Do you know that one in four Nigerians suffers from mental illness? As unlikely as it looks given that Nigerians are considered happy people, mental illness is a real challenge many are battling.
Mental illness is a condition that usually involves emotional changes, changes in behaviour and thinking. Some examples of mental illness include schizophrenia, depression, anxiety, bipolar disorder, paranoia and obsessive-compulsive disorder (OCD).
In 2019, Nigeria was also found to have the highest suicide rate in Africa and the sixth-highest suicide rate globally. Despite the alarming statistics, Nigeria’s healthcare system is nowhere near prepared to handle the rapid emergence of mental health struggles.
There are many negative views and perspectives about mental illness and people who suffer from it. This is mainly due to a general lack of knowledge and a low tolerance for the disease in society, which may be one of the major causes of its prevalence in Nigeria.
Many factors have contributed to these popular misconceptions, including illiteracy, poverty and lack of proper mental care.
Some of the myths about Mental Illness include;
MYTH: Mental illness is always hereditary
Some people believe that mental illness can only be gotten from one’s parents and that individuals who suffer from the illness always go on to have children who are also mentally ill.
Some research suggests that mental illness can indeed be passed on in families. Biological and genetic factors can play a large role in developing the condition, but this is not always the case. It is possible for a person who struggles with their mental health to have children or close relatives with no mental illness.
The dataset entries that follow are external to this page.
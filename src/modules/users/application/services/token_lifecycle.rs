use chrono::{Duration, Utc};
use std::fmt;
use std::sync::Arc;
use uuid::Uuid;

use crate::modules::email::application::ports::outgoing::NoticeLink;
use crate::modules::users::application::domain::TokenPurpose;
use crate::modules::users::application::ports::outgoing::{
    AccountMetrics, TokenCache, TokenError, TokenProvider,
};

#[derive(Debug, Clone, PartialEq)]
pub enum TokenLifecycleError {
    /// Signature, issuer, type or shape is wrong
    Invalid,
    Expired,
    /// Decodes fine but is not the cached token for this purpose
    NotCurrent,
    Cache(String),
    Issue(String),
}

impl fmt::Display for TokenLifecycleError {
    fn fmt(&self, f: &mut fmt::Formatter<'_>) -> fmt::Result {
        match self {
            TokenLifecycleError::Invalid => write!(f, "Invalid token"),
            TokenLifecycleError::Expired => write!(f, "Token has expired"),
            TokenLifecycleError::NotCurrent => write!(f, "Token is no longer current"),
            TokenLifecycleError::Cache(msg) => write!(f, "Token cache error: {}", msg),
            TokenLifecycleError::Issue(msg) => write!(f, "Token issue error: {}", msg),
        }
    }
}

impl std::error::Error for TokenLifecycleError {}

/// Couples the signed token with its cache slot: a token is only honoured
/// while it is the value stored for its (user, purpose).
#[derive(Clone)]
pub struct TokenLifecycle {
    provider: Arc<dyn TokenProvider>,
    cache: Arc<dyn TokenCache>,
    metrics: Arc<dyn AccountMetrics>,
}

impl TokenLifecycle {
    pub fn new(
        provider: Arc<dyn TokenProvider>,
        cache: Arc<dyn TokenCache>,
        metrics: Arc<dyn AccountMetrics>,
    ) -> Self {
        Self {
            provider,
            cache,
            metrics,
        }
    }

    /// Lifetime of a freshly issued token, in seconds.
    pub fn lifetime_secs(&self, purpose: TokenPurpose) -> i64 {
        self.provider.lifetime_secs(purpose)
    }

    /// Wraps `token` for an email, with the expiry a fresh token of `purpose` would have.
    pub fn link(&self, token: String, purpose: TokenPurpose) -> NoticeLink {
        NoticeLink {
            token,
            expires_at: Utc::now() + Duration::seconds(self.lifetime_secs(purpose)),
        }
    }

    /// Issues a token and makes it the current one.
    pub async fn issue(
        &self,
        user_id: Uuid,
        purpose: TokenPurpose,
    ) -> Result<String, TokenLifecycleError> {
        let issued = self
            .provider
            .issue(user_id, purpose)
            .map_err(|e| TokenLifecycleError::Issue(e.to_string()))?;

        let ttl_secs = u64::try_from(issued.expires_in).unwrap_or(0).max(1);
        let stored = self
            .cache
            .store(purpose, user_id, &issued.token, ttl_secs)
            .await;
        self.metrics.record_cache_operation("set", stored.is_ok());
        stored.map_err(|e| {
            tracing::error!(user_id = %user_id, token_type = %purpose, "Failed to cache token: {}", e);
            TokenLifecycleError::Cache(e.to_string())
        })?;

        tracing::debug!(user_id = %user_id, token_type = %purpose, "Token issued");
        Ok(issued.token)
    }

    /// Returns the cached token while it still verifies, otherwise issues a new one.
    pub async fn current_or_issue(
        &self,
        user_id: Uuid,
        purpose: TokenPurpose,
    ) -> Result<String, TokenLifecycleError> {
        if let Some(token) = self.cached(purpose, user_id).await? {
            match self.provider.verify(&token, purpose) {
                Ok(claims) if claims.sub == user_id => {
                    tracing::debug!(user_id = %user_id, token_type = %purpose, "Reusing cached token");
                    return Ok(token);
                }
                _ => {
                    tracing::debug!(user_id = %user_id, token_type = %purpose, "Cached token unusable, issuing a new one");
                }
            }
        }

        self.issue(user_id, purpose).await
    }

    /// Verifies `token` for `purpose` and checks it is the cached one.
    /// Returns the user id from the `sub` claim.
    pub async fn validate(
        &self,
        token: &str,
        purpose: TokenPurpose,
    ) -> Result<Uuid, TokenLifecycleError> {
        let claims = match self.provider.verify(token, purpose) {
            Ok(claims) => claims,
            Err(e) => {
                self.metrics.record_token_validation(purpose, false);
                return Err(match e {
                    TokenError::TokenExpired => TokenLifecycleError::Expired,
                    _ => TokenLifecycleError::Invalid,
                });
            }
        };

        let cached = self.cached(purpose, claims.sub).await?;
        if cached.as_deref() != Some(token) {
            self.metrics.record_token_validation(purpose, false);
            tracing::info!(user_id = %claims.sub, token_type = %purpose, "Token is not the current one");
            return Err(TokenLifecycleError::NotCurrent);
        }

        self.metrics.record_token_validation(purpose, true);
        Ok(claims.sub)
    }

    /// Drops the cached tokens of every purpose in `purposes`.
    pub async fn revoke(
        &self,
        user_id: Uuid,
        purposes: &[TokenPurpose],
    ) -> Result<(), TokenLifecycleError> {
        let result = self.cache.revoke_many(purposes, user_id).await;
        self.metrics.record_cache_operation("delete", result.is_ok());
        result.map_err(|e| {
            tracing::error!(user_id = %user_id, "Failed to revoke tokens: {}", e);
            TokenLifecycleError::Cache(e.to_string())
        })?;

        for purpose in purposes {
            self.metrics.record_tokens_revoked(*purpose);
        }
        tracing::debug!(user_id = %user_id, count = purposes.len(), "Tokens revoked");
        Ok(())
    }

    async fn cached(
        &self,
        purpose: TokenPurpose,
        user_id: Uuid,
    ) -> Result<Option<String>, TokenLifecycleError> {
        let result = self.cache.get(purpose, user_id).await;
        self.metrics.record_cache_operation("get", result.is_ok());
        result.map_err(|e| {
            tracing::error!(user_id = %user_id, token_type = %purpose, "Failed to read token cache: {}", e);
            TokenLifecycleError::Cache(e.to_string())
        })
    }
}

#[cfg(test)]
mod tests {
    use super::*;
    use crate::modules::users::application::ports::outgoing::account_metrics::MockAccountMetrics;
    use crate::modules::users::application::ports::outgoing::token_provider::MockTokenProvider;
    use crate::tests::support::auth_helper::{test_lifecycle, test_token_service};
    use crate::tests::support::memory_token_cache::InMemoryTokenCache;

    fn test_provider() -> Arc<dyn TokenProvider> {
        test_token_service()
    }

    fn lifecycle_with(cache: Arc<InMemoryTokenCache>) -> TokenLifecycle {
        test_lifecycle(cache)
    }

    #[tokio::test]
    async fn issue_stores_token_with_purpose_ttl() {
        let cache = Arc::new(InMemoryTokenCache::new());
        let lifecycle = lifecycle_with(cache.clone());
        let user_id = Uuid::new_v4();

        let token = lifecycle
            .issue(user_id, TokenPurpose::Refresh)
            .await
            .unwrap();

        assert_eq!(
            cache.get(TokenPurpose::Refresh, user_id).await.unwrap(),
            Some(token)
        );
        assert_eq!(cache.ttl_of(TokenPurpose::Refresh, user_id), Some(21600));
    }

    #[tokio::test]
    async fn current_or_issue_reuses_valid_cached_token() {
        let cache = Arc::new(InMemoryTokenCache::new());
        let lifecycle = lifecycle_with(cache.clone());
        let user_id = Uuid::new_v4();

        let first = lifecycle
            .current_or_issue(user_id, TokenPurpose::Deletion)
            .await
            .unwrap();
        let second = lifecycle
            .current_or_issue(user_id, TokenPurpose::Deletion)
            .await
            .unwrap();

        assert_eq!(first, second);
    }

    #[tokio::test]
    async fn current_or_issue_replaces_garbage_in_cache() {
        let cache = Arc::new(InMemoryTokenCache::new());
        let lifecycle = lifecycle_with(cache.clone());
        let user_id = Uuid::new_v4();
        cache
            .store(TokenPurpose::Access, user_id, "stale", 60)
            .await
            .unwrap();

        let token = lifecycle
            .current_or_issue(user_id, TokenPurpose::Access)
            .await
            .unwrap();

        assert_ne!(token, "stale");
        assert_eq!(
            cache.get(TokenPurpose::Access, user_id).await.unwrap(),
            Some(token)
        );
    }

    #[tokio::test]
    async fn validate_accepts_current_token() {
        let cache = Arc::new(InMemoryTokenCache::new());
        let lifecycle = lifecycle_with(cache);
        let user_id = Uuid::new_v4();

        let token = lifecycle
            .issue(user_id, TokenPurpose::Activation)
            .await
            .unwrap();

        assert_eq!(
            lifecycle
                .validate(&token, TokenPurpose::Activation)
                .await
                .unwrap(),
            user_id
        );
    }

    #[tokio::test]
    async fn validate_rejects_superseded_token() {
        let cache = Arc::new(InMemoryTokenCache::new());
        let lifecycle = lifecycle_with(cache);
        let user_id = Uuid::new_v4();

        let old = lifecycle
            .issue(user_id, TokenPurpose::ResetPassword)
            .await
            .unwrap();
        lifecycle
            .issue(user_id, TokenPurpose::ResetPassword)
            .await
            .unwrap();

        let result = lifecycle.validate(&old, TokenPurpose::ResetPassword).await;
        assert_eq!(result, Err(TokenLifecycleError::NotCurrent));
    }

    #[tokio::test]
    async fn validate_rejects_revoked_token() {
        let cache = Arc::new(InMemoryTokenCache::new());
        let lifecycle = lifecycle_with(cache);
        let user_id = Uuid::new_v4();

        let access = lifecycle
            .issue(user_id, TokenPurpose::Access)
            .await
            .unwrap();
        lifecycle
            .revoke(user_id, &TokenPurpose::SESSION)
            .await
            .unwrap();

        let result = lifecycle.validate(&access, TokenPurpose::Access).await;
        assert_eq!(result, Err(TokenLifecycleError::NotCurrent));
    }

    #[tokio::test]
    async fn validate_rejects_token_of_other_purpose() {
        let cache = Arc::new(InMemoryTokenCache::new());
        let lifecycle = lifecycle_with(cache);
        let user_id = Uuid::new_v4();

        let token = lifecycle
            .issue(user_id, TokenPurpose::Reactivation)
            .await
            .unwrap();

        let result = lifecycle.validate(&token, TokenPurpose::Activation).await;
        assert_eq!(result, Err(TokenLifecycleError::Invalid));
    }

    #[tokio::test]
    async fn validate_maps_expiry() {
        let mut provider = MockTokenProvider::new();
        provider
            .expect_verify()
            .returning(|_, _| Err(TokenError::TokenExpired));

        let mut metrics = MockAccountMetrics::new();
        metrics
            .expect_record_token_validation()
            .withf(|purpose, success| *purpose == TokenPurpose::Deactivation && !success)
            .times(1)
            .return_const(());

        let lifecycle = TokenLifecycle::new(
            Arc::new(provider),
            Arc::new(InMemoryTokenCache::new()),
            Arc::new(metrics),
        );

        let result = lifecycle
            .validate("expired", TokenPurpose::Deactivation)
            .await;
        assert_eq!(result, Err(TokenLifecycleError::Expired));
    }

    #[tokio::test]
    async fn cache_outage_surfaces_as_cache_error() {
        let cache = Arc::new(InMemoryTokenCache::new());
        cache.set_unavailable(true);
        let lifecycle = lifecycle_with(cache);

        let result = lifecycle
            .issue(Uuid::new_v4(), TokenPurpose::Access)
            .await;
        assert!(matches!(result, Err(TokenLifecycleError::Cache(_))));
    }

    #[tokio::test]
    async fn revoke_records_each_purpose() {
        let mut metrics = MockAccountMetrics::new();
        metrics
            .expect_record_cache_operation()
            .withf(|op, success| op == "delete" && *success)
            .times(1)
            .return_const(());
        metrics
            .expect_record_tokens_revoked()
            .times(3)
            .return_const(());

        let lifecycle = TokenLifecycle::new(
            test_provider(),
            Arc::new(InMemoryTokenCache::new()),
            Arc::new(metrics),
        );

        lifecycle
            .revoke(
                Uuid::new_v4(),
                &[
                    TokenPurpose::Deletion,
                    TokenPurpose::Access,
                    TokenPurpose::Refresh,
                ],
            )
            .await
            .unwrap();
    }
}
Many other factors like environment, extreme stress and even brain injury can contribute to developing the disease in a person.
MYTH: Mental illness can majorly be transmitted by physical contact or bites
Some people believe that proximity to mental illness patients can transmit the symptoms from one person to another, and that in violent cases, bites can transmit the illness.
Proximity to mentally ill patients cannot in any way transmit the symptoms and it cannot be spread through bites either. Mental illness is not communicable.
MYTH: All persons struggling with mental illness are violent
It is widely believed that mental illness always manifests as rash, violent and unpredictable behaviour.
The truth remains that many forms of mental illness have different symptoms. Mental illness can present itself in unlikely ways, but it is not always violent. Many successful, composed individuals struggle with the illness but are still functional members of society.
MYTH: Mental struggles are a sign of weakness.
In Nigeria, people who struggle with mental illness are seen as weak and vulnerable. They are also believed to be lazy underachievers.
The illness is quite common, and anyone, including wealthy and successful people, can suffer from it.
MYTH: Children cannot have mental illness struggles
Some people believe young children cannot struggle with mental health because they lack exposure to real-life experiences.
Children can actually have a mental illness, which could result from any of the disease’s wide range of causative factors. Mental illness does not only affect people who are over a certain age or adults. Anyone of any age can get it.
These myths are a large part of why mental illness is seen as a source of shame. In many cases, victims are not eager to seek professional help for fear of being ostracized or ridiculed by members of society. More effort must be put into general sensitization and disseminating correct information about the reality of mental health diseases in Nigeria.
This remains the only way to curb the prevalence of mental illness and encourage treatment in affected persons.